I stopped what I was doing. Him and me? Bosko thought we were the same? “Really?”
He leaned on his stick. “All these guys care about is scrimmages and Saturday games.”
“Don’t you?”
“Of course,” he said, laughing. “But I care about the championship too. And next season, and the season after
that.”
“So do I,” I said, shrugging.
“Exactly. And we care about getting into Junior, right?”
“Well, yeah, because if we don’t play Junior —”
“We never make it to the NHL,” he finished.
I smiled. Bosko had the same dream I did. “Right.”
“I don’t want to just play hockey when I’m a kid and then grow out of it.”
“Me neither.”
“I want it to be my life. My career.”
“Me too,” I told him. “I want to be Jean Ducette.”
“Oh yeah?” He laughed again. “Well, I want to be Eddie Bosko.”
“Well, yeah. I mean, I want to be me, but —”
“Eddie Bosko, starting right winger for the Chicago Blackhawks.” He smiled enough to show some of the teeth I used to think were fangs.
“Nugget McDonald, starting right winger for the Vancouver Canucks,” I said, smiling too.
“That’s what I’m talking about. We’re the same.”
“The same,” I said, nodding.
“And that means we both know that we have a lot of work to do,” Bosko said, shrugging. “I’m not going to whine about training if it means I end up a pro. Get me?”
“Yeah,” I nodded, suddenly understanding why the guys had voted him team captain.

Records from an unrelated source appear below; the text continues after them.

//! Wide-column store abstraction and an in-memory reference backend
//!
//! Rows are ordered by raw key bytes and hold an ordered set of
//! `(family, qualifier) -> value` cells. Writing a row merges its cells into
//! whatever the row already holds.

use std::collections::BTreeMap;
use std::ops::Bound;

use auto_impl::auto_impl;
use parking_lot::RwLock;

use crate::error::Result;

/// A single stored value
#[derive(Debug, Clone, PartialEq, Eq)]
pub struct Cell {
    pub family: Vec<u8>,
    pub qualifier: Vec<u8>,
    pub value: Vec<u8>,
}
impl Cell {
    #[must_use]
    pub fn new(family: &[u8], qualifier: &[u8], value: Vec<u8>) -> Self {
        Self {
            family: family.to_vec(),
            qualifier: qualifier.to_vec(),
            value,
        }
    }
}

/// A row as returned by a read or a scan
#[derive(Debug, Clone, PartialEq, Eq, Default)]
pub struct Row {
    pub key: Vec<u8>,
    pub cells: Vec<Cell>,
}
impl Row {
    #[must_use]
    pub fn new(key: Vec<u8>, cells: Vec<Cell>) -> Self {
        Self { key, cells }
    }

    /// Looks up the value of one cell
    #[must_use]
    pub fn value(&self, family: &[u8], qualifier: &[u8]) -> Option<&[u8]> {
        self.cells
            .iter()
            .find(|c| c.family == family && c.qualifier == qualifier)
            .map(|c| c.value.as_slice())
    }
}

/// A set of cells to write into one row
#[derive(Debug, Clone, PartialEq, Eq, Default)]
pub struct RowMutation {
    pub key: Vec<u8>,
    pub cells: Vec<Cell>,
}
impl RowMutation {
    #[must_use]
    pub fn new(key: Vec<u8>) -> Self {
        Self {
            key,
            cells: Vec::new(),
        }
    }

    pub fn put(&mut self, family: &[u8], qualifier: &[u8], value: Vec<u8>) {
        self.cells.push(Cell::new(family, qualifier, value));
    }

    #[must_use]
    pub fn len(&self) -> usize {
        self.cells.len()
    }

    #[must_use]
    pub fn is_empty(&self) -> bool {
        self.cells.is_empty()
    }
}

/// The ordered wide-column store variant rows live in
///
/// Backends only promise single-row atomicity. `check_and_put` is the one
/// conditional operation the configuration layer builds on.
#[auto_impl(&, Arc, Box)]
pub trait VariantStore: Send + Sync {
    /// Reads a whole row
    fn get(&self, key: &[u8]) -> Result<Option<Row>>;

    /// Merges the cells of a mutation into its row
    fn put(&self, mutation: RowMutation) -> Result<()>;

    /// Removes a whole row
    fn delete(&self, key: &[u8]) -> Result<()>;

    /// Reads every row with `start <= key < stop`, in key order
    fn scan(&self, start: &[u8], stop: &[u8]) -> Result<Vec<Row>>;

    /// Applies a mutation only if one cell of its row holds the expected value
    ///
    /// An `expected` of `None` requires the cell to be absent.
    fn check_and_put(
        &self,
        family: &[u8],
        qualifier: &[u8],
        expected: Option<&[u8]>,
        mutation: RowMutation,
    ) -> Result<bool>;
}

type CellMap = BTreeMap<(Vec<u8>, Vec<u8>), Vec<u8>>;

/// A `VariantStore` held entirely in memory
#[derive(Debug, Default)]
pub struct InMemoryVariantStore {
    rows: RwLock<BTreeMap<Vec<u8>, CellMap>>,
}
impl InMemoryVariantStore {
    #[must_use]
    pub fn new() -> Self {
        Self::default()
    }

    /// Number of stored rows
    #[must_use]
    pub fn len(&self) -> usize {
        self.rows.read().len()
    }

    #[must_use]
    pub fn is_empty(&self) -> bool {
        self.rows.read().is_empty()
    }

    fn to_row(key: &[u8], cells: &CellMap) -> Row {
        Row {
            key: key.to_vec(),
            cells: cells
                .iter()
                .map(|((family, qualifier), value)| Cell {
                    family: family.clone(),
                    qualifier: qualifier.clone(),
                    value: value.clone(),
                })
                .collect(),
        }
    }

    fn merge(rows: &mut BTreeMap<Vec<u8>, CellMap>, mutation: RowMutation) {
        let row = rows.entry(mutation.key).or_default();
        for cell in mutation.cells {
            row.insert((cell.family, cell.qualifier), cell.value);
        }
    }
}
impl VariantStore for InMemoryVariantStore {
    fn get(&self, key: &[u8]) -> Result<Option<Row>> {
        Ok(self.rows.read().get(key).map(|cells| Self::to_row(key, cells)))
    }

    fn put(&self, mutation: RowMutation) -> Result<()> {
        Self::merge(&mut self.rows.write(), mutation);
        Ok(())
    }

    fn delete(&self, key: &[u8]) -> Result<()> {
        self.rows.write().remove(key);
        Ok(())
    }

    fn scan(&self, start: &[u8], stop: &[u8]) -> Result<Vec<Row>> {
        if stop <= start {
            return Ok(Vec::new());
        }
        let rows = self.rows.read();
        Ok(rows
            .range::<[u8], _>((Bound::Included(start), Bound::Excluded(stop)))
            .map(|(key, cells)| Self::to_row(key, cells))
            .collect())
    }

    fn check_and_put(
        &self,
        family: &[u8],
        qualifier: &[u8],
        expected: Option<&[u8]>,
        mutation: RowMutation,
    ) -> Result<bool> {
        let mut rows = self.rows.write();
        let current = rows
            .get(&mutation.key)
            .and_then(|cells| cells.get(&(family.to_vec(), qualifier.to_vec())))
            .map(Vec::as_slice);
        if current != expected {
            return Ok(false);
        }
        Self::merge(&mut rows, mutation);
        Ok(true)
    }
}

#[cfg(test)]
mod testing {
    use std::sync::Arc;

    use super::*;

    const FAMILY: &[u8] = b"0";

    fn mutation(key: &[u8], qualifier: &[u8], value: &[u8]) -> RowMutation {
        let mut m = RowMutation::new(key.to_vec());
        m.put(FAMILY, qualifier, value.to_vec());
        m
    }

    #[test]
    fn test_put_merges_cells() {
        let store = InMemoryVariantStore::new();
        store.put(mutation(b"row", b"a", b"1")).unwrap();
        store.put(mutation(b"row", b"b", b"2")).unwrap();
        store.put(mutation(b"row", b"a", b"3")).unwrap();

        let row = store.get(b"row").unwrap().unwrap();
        assert_eq!(row.cells.len(), 2);
        assert_eq!(row.value(FAMILY, b"a"), Some(&b"3"[..]));
        assert_eq!(row.value(FAMILY, b"b"), Some(&b"2"[..]));
        assert_eq!(row.value(b"1", b"a"), None);
    }

    #[test]
    fn test_scan_is_ordered_and_exclusive() {
        let store = InMemoryVariantStore::new();
        for key in [&b"b"[..], b"a", b"d", b"c"] {
            store.put(mutation(key, b"q", b"v")).unwrap();
        }
        let keys: Vec<_> = store
            .scan(b"a", b"d")
            .unwrap()
            .into_iter()
            .map(|r| r.key)
            .collect();
        assert_eq!(keys, vec![b"a".to_vec(), b"b".to_vec(), b"c".to_vec()]);
        assert!(store.scan(b"d", b"a").unwrap().is_empty());
        assert!(store.scan(b"b", b"b").unwrap().is_empty());
    }

    #[test]
    fn test_delete() {
        let store = InMemoryVariantStore::new();
        store.put(mutation(b"row", b"q", b"v")).unwrap();
        assert_eq!(store.len(), 1);
        store.delete(b"row").unwrap();
        assert!(store.get(b"row").unwrap().is_none());
        assert!(store.is_empty());
    }

    #[test]
    fn test_check_and_put() {
        let store = InMemoryVariantStore::new();
        assert!(store.check_and_put(FAMILY, b"v", None, mutation(b"row", b"v", b"1")).unwrap());
        assert!(!store.check_and_put(FAMILY, b"v", None, mutation(b"row", b"v", b"9")).unwrap());
        assert!(
            !store
                .check_and_put(FAMILY, b"v", Some(&b"0"[..]), mutation(b"row", b"v", b"9"))
                .unwrap()
        );
        assert!(
            store
                .check_and_put(FAMILY, b"v", Some(&b"1"[..]), mutation(b"row", b"v", b"2"))
                .unwrap()
        );
        let row = store.get(b"row").unwrap().unwrap();
        assert_eq!(row.value(FAMILY, b"v"), Some(&b"2"[..]));
    }

    #[test]
    fn test_shared_store() {
        let store = Arc::new(InMemoryVariantStore::new());
        let handles: Vec<_> = (0..4u8)
            .map(|i| {
                let store = Arc::clone(&store);
                std::thread::spawn(move || store.put(mutation(&[i], b"q", &[i])).unwrap())
            })
            .collect();
        for handle in handles {
            handle.join().unwrap();
        }
        assert_eq!(store.scan(&[0], &[4]).unwrap().len(), 4);
    }
}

“We’re the ones who want it most,” he said.
And he was right.
I knew in my heart that I was more dedicated to hockey than most of the guys on the team.
I wanted it more.
And so did Bosko.
So, how could we convince the rest of the Cougars to play along?
I was still thinking about Friday’s Math quiz when I woke up on Saturday morning. As usual, I had no idea how I’d done, and Mr. Holloway was going to mark the stupid thing over the weekend.

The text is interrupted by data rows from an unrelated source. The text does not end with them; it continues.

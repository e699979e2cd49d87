use derive_more::{Display, From};

use crate::network::{EdgeKey, NetworkError, NodeId};
use crate::problem::{Commodity, Severity};

/// Malformed input, rejected before any solver work is done.
#[derive(Debug, Display, PartialEq)]
pub enum ValidationError {
    #[display(fmt = "origin node {} does not exist in the network", _0)]
    UnknownOrigin(NodeId),
    #[display(fmt = "destination node {} does not exist in the network", _0)]
    UnknownDestination(NodeId),
    #[display(fmt = "unknown severity label {:?}, expected Leve, Media or Critica", _0)]
    UnknownSeverity(String),
    #[display(fmt = "origin node {} is also listed as a destination", _0)]
    OriginIsDestination(NodeId),
    #[display(fmt = "no emergencies to route")]
    NoEmergencies,
    #[display(fmt = "emergency {} is listed more than once", _0)]
    DuplicateEmergency(Commodity),
    #[display(fmt = "edge ({}, {}, {}) is invalid: {}", from, to, key, reason)]
    InvalidEdge {
        from: NodeId,
        to: NodeId,
        key: EdgeKey,
        reason: &'static str,
    },
    #[display(fmt = "parameter {} is invalid: {}", name, reason)]
    InvalidParameter { name: &'static str, reason: String },
    #[display(fmt = "no cost configured for severity {}", _0)]
    MissingCost(Severity),
}

impl std::error::Error for ValidationError {}

/// Why the selected arcs of a commodity do not form a single origin-destination chain.
#[derive(Debug, Display, Clone, PartialEq)]
pub enum InconsistencyKind {
    #[display(fmt = "no selected arc leaves node {}", _0)]
    DeadEnd(NodeId),
    #[display(fmt = "{} selected arcs leave node {}", count, node)]
    Branch { node: NodeId, count: usize },
    #[display(fmt = "node {} is reached twice", _0)]
    Cycle(NodeId),
    #[display(fmt = "{} selected arcs are not on the path from the origin", _0)]
    StrayArcs(usize),
}

/// The arc selection of a solved model cannot be turned into a path.
///
/// Points at a defect in the formulation or in the solver adapter, never at bad user input.
#[derive(Debug, Display, Clone, PartialEq)]
#[display(fmt = "route of {} is inconsistent: {}", commodity, kind)]
pub struct ExtractionInconsistency {
    pub commodity: Commodity,
    pub kind: InconsistencyKind,
}

impl std::error::Error for ExtractionInconsistency {}

#[derive(Debug, Display, From)]
pub enum Error {
    #[display(fmt = "invalid input: {}", _0)]
    Validation(ValidationError),
    #[display(fmt = "invalid road network: {}", _0)]
    Network(NetworkError),
    #[display(fmt = "solver error: {}", _0)]
    Solver(grb::Error),
    #[display(fmt = "{}", _0)]
    Extraction(ExtractionInconsistency),
    #[display(fmt = "no solution available, the model has not been solved successfully")]
    #[from(ignore)]
    NoSolution,
}

impl std::error::Error for Error {
    fn source(&self) -> Option<&(dyn std::error::Error + 'static)> {
        match self {
            Error::Validation(err) => Some(err),
            Error::Network(err) => Some(err),
            Error::Solver(err) => Some(err),
            Error::Extraction(err) => Some(err),
            Error::NoSolution => None,
        }
    }
}

pub type Result<T> = std::result::Result<T, Error>;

As if he needed two whole days!
Even though I knew he had to mark everybody’s quizzes and he wasn’t trying to punish me, I wished he’d just whipped through it on Friday afternoon and saved me the torture.
I thought about it all the way to Esquimalt, and that was a long ride.

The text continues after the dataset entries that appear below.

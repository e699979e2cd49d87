use std::collections::BTreeMap;
use std::str::FromStr;
use std::time::Duration;

use derive_more::Display;
use serde::{Deserialize, Serialize};

use crate::error::ValidationError;
use crate::network::Speed;
use crate::problem::Severity;

/// Wall-clock budget of a solve when the caller does not pick one
pub const DEFAULT_TIME_LIMIT: Duration = Duration::from_secs(60);

/// How the capacity of a road is shared between the ambulances using it.
#[derive(Debug, Display, Clone, Copy, PartialEq, Eq, Default, Serialize, Deserialize)]
#[serde(rename_all = "kebab-case")]
pub enum CapacityMode {
    /// The required speeds of all ambulances on a road add up and must stay within its capacity.
    #[default]
    #[display(fmt = "aggregate")]
    Aggregate,
    /// Each ambulance's required speed must individually stay within the capacity.
    #[display(fmt = "per-commodity")]
    PerCommodity,
}

impl FromStr for CapacityMode {
    type Err = ValidationError;

    fn from_str(s: &str) -> Result<Self, Self::Err> {
        match s {
            "aggregate" => Ok(CapacityMode::Aggregate),
            "per-commodity" => Ok(CapacityMode::PerCommodity),
            _ => Err(ValidationError::InvalidParameter {
                name: "capacity_mode",
                reason: format!("{:?} is neither aggregate nor per-commodity", s),
            }),
        }
    }
}

/// Parameters of a routing attempt.
#[derive(Debug, Clone, PartialEq, Serialize, Deserialize)]
#[serde(default)]
pub struct RoutingConfig {
    /// Cost per kilometre travelled, by severity
    pub costs: BTreeMap<Severity, f64>,
    /// Required speed of the least urgent severity, km/h
    pub r_min: Speed,
    /// Required speed of the most urgent severity, km/h
    pub r_max: Speed,
    /// Wall-clock budget of the solver, seconds
    pub time_limit_secs: f64,
    pub capacity_mode: CapacityMode,
    /// Forward the solver's own console log
    pub solver_output: bool,
    /// Number of solver threads, `None` leaves the choice to the solver
    pub threads: Option<i32>,
}

impl Default for RoutingConfig {
    fn default() -> Self {
        RoutingConfig {
            costs: BTreeMap::from([
                (Severity::Leve, 100.0),
                (Severity::Media, 250.0),
                (Severity::Critica, 500.0),
            ]),
            r_min: 20.0,
            r_max: 50.0,
            time_limit_secs: DEFAULT_TIME_LIMIT.as_secs_f64(),
            capacity_mode: CapacityMode::Aggregate,
            solver_output: false,
            threads: None,
        }
    }
}

impl RoutingConfig {
    pub fn with_speeds(mut self, r_min: Speed, r_max: Speed) -> Self {
        self.r_min = r_min;
        self.r_max = r_max;
        self
    }

    pub fn with_costs(mut self, costs: impl IntoIterator<Item = (Severity, f64)>) -> Self {
        self.costs = costs.into_iter().collect();
        self
    }

    pub fn with_capacity_mode(mut self, mode: CapacityMode) -> Self {
        self.capacity_mode = mode;
        self
    }

    /// Checks that the parameters describe a usable speed range, costs and time limit.
    pub fn validate(&self) -> Result<(), ValidationError> {
        let invalid = |name, reason: String| -> Result<(), ValidationError> {
            Err(ValidationError::InvalidParameter { name, reason })
        };

        if !self.r_min.is_finite() || self.r_min <= 0.0 {
            return invalid("r_min", format!("must be positive, got {}", self.r_min));
        }
        if !self.r_max.is_finite() || self.r_max < self.r_min {
            return invalid(
                "r_max",
                format!("must be at least r_min = {}, got {}", self.r_min, self.r_max),
            );
        }
        let representable = Duration::try_from_secs_f64(self.time_limit_secs).is_ok();
        if !representable || self.time_limit_secs <= 0.0 {
            return invalid(
                "time_limit_secs",
                format!(
                    "must be a positive, representable duration, got {}",
                    self.time_limit_secs
                ),
            );
        }
        if let Some(threads) = self.threads {
            if threads < 0 {
                return invalid("threads", format!("must not be negative, got {}", threads));
            }
        }
        for (severity, cost) in &self.costs {
            // a free commodity lets the solver attach zero-cost cycles to its route
            if !cost.is_finite() || *cost <= 0.0 {
                return invalid(
                    "costs",
                    format!("cost of {} must be positive, got {}", severity, cost),
                );
            }
        }

        Ok(())
    }

    /// Cost per kilometre for an emergency of the given severity
    pub fn cost(&self, severity: Severity) -> Result<f64, ValidationError> {
        self.costs
            .get(&severity)
            .copied()
            .ok_or(ValidationError::MissingCost(severity))
    }

    /// Minimum speed a road must support for an ambulance of the given severity.
    ///
    /// Interpolates linearly over `[r_min, r_max]` by the severity's rank.
    pub fn required_speed(&self, severity: Severity) -> Speed {
        self.r_min + (self.r_max - self.r_min) * severity.urgency()
    }

    pub fn time_limit(&self) -> Result<Duration, ValidationError> {
        Duration::try_from_secs_f64(self.time_limit_secs).map_err(|err| {
            ValidationError::InvalidParameter {
                name: "time_limit_secs",
                reason: err.to_string(),
            }
        })
    }
}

Three of the other team mums had gotten up early that morning to drive us to the game in a minivan caravan. Mum drove the fourth van, with me, Dad, Kenny and Bedhead McCafferty as passengers. The other guys slept most of the way there while us McDonalds talked.
Dad was ready to play us in our new positions, and I was worried.
An hour of practising a totally new position didn’t seem
like nearly enough. It was like teaching a kid how to doggie paddle and tossing him in the Pacific.
And new positions during a
game
?
“Today is the perfect time to try them out,” Dad had told me. “You’re playing a much weaker team. It’s almost like a practice instead of a game, anyway.”
I leaned back in my seat and sighed.
Thinking about it kind of made my stomach hurt.
Especially when I pictured Bosko at centre and all the goals he could score.
He would beat me in the competition, he’d already beaten me for team captain. What if he ended up being the season’s MVP?
I was starting to get a headache.
For once, I didn’t want to think about hockey, so I daydreamed about the growth spurt Mum kept promising instead. I stared out the window, wondering when I’d at least break the tie between me and Ella Patterson for shortest kid in grade six.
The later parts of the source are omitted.